CDC Data – Jim Bueller, Director, Public Health Surveillance Informatics Program

Mr. Bueller’s office runs several large CDC surveillance systems based on state reporting of reportable conditions. They include BioSense 2.0, a large syndromic system that tracks patterns of disease seen primarily in hospital emergency departments; and it funds the Behavioral Risk Factors Surveillance System (BRFSS), a telephone survey conducted by states whose results CDC aggregates for the nation. It also provides various informatics services that support infrastructure and public health surveillance. The three surveillance systems his office runs are a small fraction of more than 100 CDC-managed surveillance systems run by different programs including infectious disease, injuries, chronic disease, and maternal and child health. Most CDC public health programs have a surveillance dimension.
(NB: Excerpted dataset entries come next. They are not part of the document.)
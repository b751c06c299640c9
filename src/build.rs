//! Build orchestration: load inputs, render every language, write outputs.
//!
//! All languages are rendered in memory before the first file is written, so
//! an input error never leaves partial output behind.

mod error;

use std::path::{
    Path,
    PathBuf,
};

pub use error::BuildError;

use crate::config::{
    BuildSettings,
    ConfigError,
    ValidationError,
    normalize_path,
};
use crate::diagnostics::{
    Diagnostic,
    DiagnosticInput,
    generate_diagnostics,
};
use crate::input::template::{
    TemplateSource,
    load_template_file,
};
use crate::input::translation::{
    TranslationTable,
    load_translation_file,
};
use crate::minify::{
    comment_spans,
    minify,
};
use crate::report::to_i64;
use crate::syntax::{
    Dictionary,
    NestedPlaceholder,
    Placeholder,
    substitute,
};

/// One rendered output document.
#[derive(Debug, Clone, PartialEq, Eq)]
pub struct Artifact {
    pub language: String,
    pub output_path: PathBuf,
    pub html: String,
    /// Length in characters, as the template editor counts it.
    pub size: usize,
    pub size_limit: usize,
    pub diagnostics: Vec<Diagnostic>,
}

impl Artifact {
    #[must_use]
    pub fn new(
        language: impl Into<String>,
        output_path: impl Into<PathBuf>,
        html: impl Into<String>,
        size_limit: usize,
    ) -> Self {
        let html = html.into();
        Self {
            language: language.into(),
            output_path: output_path.into(),
            size: html.chars().count(),
            html,
            size_limit,
            diagnostics: Vec::new(),
        }
    }

    #[must_use]
    pub fn with_diagnostics(mut self, diagnostics: Vec<Diagnostic>) -> Self {
        self.diagnostics = diagnostics;
        self
    }

    /// Output file name without directories.
    #[must_use]
    pub fn file_name(&self) -> String {
        self.output_path.file_name().map_or_else(
            || self.output_path.display().to_string(),
            |name| name.to_string_lossy().into_owned(),
        )
    }

    /// Characters left under the limit; negative once it is exceeded.
    #[must_use]
    pub fn remaining(&self) -> i64 {
        to_i64(self.size_limit) - to_i64(self.size)
    }

    #[must_use]
    pub const fn exceeds_limit(&self) -> bool {
        self.size > self.size_limit
    }
}

#[derive(Debug, Clone, PartialEq, Eq)]
pub struct BuildOutcome {
    pub artifacts: Vec<Artifact>,
}

impl BuildOutcome {
    /// Fails when any artifact is over its limit.
    ///
    /// # Errors
    /// [`BuildError::SizeLimitExceeded`] naming every oversized output.
    pub fn check_limits(&self) -> Result<(), BuildError> {
        let oversized: Vec<&Artifact> =
            self.artifacts.iter().filter(|artifact| artifact.exceeds_limit()).collect();

        let Some(first) = oversized.first() else {
            return Ok(());
        };

        Err(BuildError::SizeLimitExceeded {
            files: oversized.iter().map(|artifact| artifact.file_name()).collect(),
            limit: first.size_limit,
        })
    }
}

/// Renders the configured template for every configured language.
#[derive(Debug, Clone)]
pub struct TemplateBuilder {
    /// Directory the file names in `settings` are relative to.
    workspace_root: PathBuf,
    /// Validated before every build.
    settings: BuildSettings,
}

impl TemplateBuilder {
    #[must_use]
    pub fn new(workspace_root: impl Into<PathBuf>, settings: BuildSettings) -> Self {
        Self { workspace_root: workspace_root.into(), settings }
    }

    #[must_use]
    pub const fn settings(&self) -> &BuildSettings {
        &self.settings
    }

    /// Renders every language and writes the outputs.
    ///
    /// # Errors
    /// - Settings are invalid
    /// - An input file is missing, unreadable or malformed (nothing is written)
    /// - An output file cannot be written
    pub fn build(&self) -> Result<BuildOutcome, BuildError> {
        let artifacts = self.render_all()?;

        for artifact in &artifacts {
            write_artifact(artifact)?;
        }

        Ok(BuildOutcome { artifacts })
    }

    /// Loads the inputs and renders every language without writing anything.
    ///
    /// # Errors
    /// - Settings are invalid
    /// - An input file is missing, unreadable or malformed
    pub fn render_all(&self) -> Result<Vec<Artifact>, BuildError> {
        self.settings.validate().map_err(ConfigError::ValidationErrors)?;
        self.check_outputs_spare_inputs()?;

        let table = load_translation_file(
            &self.workspace_root.join(&self.settings.translations_file),
            &self.settings.key_separator,
        )?;
        let template = load_template_file(&self.workspace_root.join(&self.settings.template_file))?;

        let artifacts: Vec<Artifact> = self
            .settings
            .languages
            .iter()
            .map(|language| self.render(&template, &table, language))
            .collect();

        for artifact in &artifacts {
            for diagnostic in &artifact.diagnostics {
                diagnostic.log(&artifact.language);
            }
        }

        Ok(artifacts)
    }

    /// Renders `template` for one language.
    #[must_use]
    pub fn render(
        &self,
        template: &TemplateSource,
        table: &TranslationTable,
        language: &str,
    ) -> Artifact {
        tracing::debug!(language, template = %template.file_name(), "Rendering template");

        let dictionary = Dictionary::for_language(table, language);
        let substitution = substitute(&template.text, &dictionary);
        let html = minify(&substitution.text, self.settings.minify);

        // Tokens inside comments that minification removes never reach the output.
        let stripped =
            if self.settings.minify.strip_comments { comment_spans(&template.text) } else { Vec::new() };
        let visible = |token: &Placeholder| !stripped.iter().any(|span| span.contains(&token.offset));
        let unresolved: Vec<Placeholder> =
            substitution.unresolved.iter().filter(|&token| visible(token)).cloned().collect();
        let unresolved_in_values: Vec<NestedPlaceholder> = substitution
            .unresolved_in_values
            .iter()
            .filter(|nested| visible(&nested.host))
            .cloned()
            .collect();

        let diagnostics = generate_diagnostics(
            &DiagnosticInput {
                language,
                table,
                output: &html,
                size_limit: self.settings.size_limit,
                unresolved: &unresolved,
                unresolved_in_values: &unresolved_in_values,
                used_keys: &substitution.used_keys,
            },
            self.settings.diagnostics,
        );

        Artifact::new(language, self.output_path(language), html, self.settings.size_limit)
            .with_diagnostics(diagnostics)
    }

    /// Where the output for `language` is written.
    #[must_use]
    pub fn output_path(&self, language: &str) -> PathBuf {
        self.workspace_root.join(self.settings.output_file_for(language))
    }

    /// Rejects outputs that resolve to the template or the translations file.
    ///
    /// Settings validation compares file names only; this also catches
    /// symlinks and other spellings of an existing file.
    fn check_outputs_spare_inputs(&self) -> Result<(), BuildError> {
        let inputs = [
            (&self.settings.template_file, "template"),
            (&self.settings.translations_file, "translations file"),
        ];

        for language in &self.settings.languages {
            let output = self.output_path(language);
            for (input, role) in inputs {
                if same_file(&output, &self.workspace_root.join(input)) {
                    return Err(ConfigError::ValidationErrors(vec![ValidationError::new(
                        "outputFile",
                        format!("The output '{}' would overwrite the {role} '{input}'", output.display()),
                    )])
                    .into());
                }
            }
        }

        Ok(())
    }
}

/// Compares canonical paths when both files exist, normalized paths otherwise.
fn same_file(a: &Path, b: &Path) -> bool {
    match (std::fs::canonicalize(a), std::fs::canonicalize(b)) {
        (Ok(a), Ok(b)) => a == b,
        _ => normalize_path(a) == normalize_path(b),
    }
}

/// Writes one artifact, replacing any previous file.
fn write_artifact(artifact: &Artifact) -> Result<(), BuildError> {
    std::fs::write(&artifact.output_path, &artifact.html)
        .map_err(|source| BuildError::Write { path: artifact.output_path.clone(), source })?;

    tracing::info!(
        path = %artifact.output_path.display(),
        language = %artifact.language,
        size = artifact.size,
        "Wrote template"
    );

    Ok(())
}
The National System for Notifiable Disease focuses on infectious diseases, which are reported weekly by states. Other systems such as PulseNet complement that; Mr. Bueller described its activities, which are aimed at identifying outbreaks associated with food and other products sold in multiple states. Another system is the Emerging Infections program, involving detailed record abstraction. For any given condition there may be a mosaic approach, including routine data on a broad national level plus supplemental approaches on a subset of cases. Different surveillance systems operate at different levels. Increasingly, instead of involving primary data collection the systems draw on data collected by others, particularly National Center for Health Statistics surveys and information systems and vital records. Different approaches operate on different timeframes and at different levels of detail and geographic coverage.

In response to questions, Mr. Bueller said some surveillance data are made available in public access databases, and in some instances, CDC provides de-identified individual-level data for research or public use. CDC has an inventory of its surveillance activities that it is working to make available. Its Wide-ranging Online Data for Epidemiological Research, or WONDER, has a lot of information, as does CDC.gov/BRFSS. He discussed the use of a distributed query system with Dr. Francis,adding that ONC is keen on a query health project and CDC staff have been working with it on the project.

Wrap-Up and Next Steps

Dr. Carr reviewed the findings from this meeting, observing that it is good that HHS has liberated its data; the Working Group has seen interesting examples and learned that usage could be higher; and it notes the intersection with NCVHS past and forthcoming work on empowering communities to use data to improve local health. She outlined the Committee’s recommendations for a possible federal role in its report The Community as a Learning System for Health, and invited further comments and suggestions from Working Group members.

Next steps:

  • Find out what HHS data are already on platforms like Google Public Data Explorer.
  • Talk with HHS data leads about what HHS has already considered or attempted in these areas, perhaps including NIH on its public/private partnership on Big Data.
  • Continue to align the Working Group’s efforts with those of NCVHS.
  • Explore additional web access technologies and (possibly) non-Web-based alternatives.
  • Hold a conference call and/or webinar in January.

I hereby certify that, to the best of my knowledge, the foregoing summary of minutes is accurate and complete.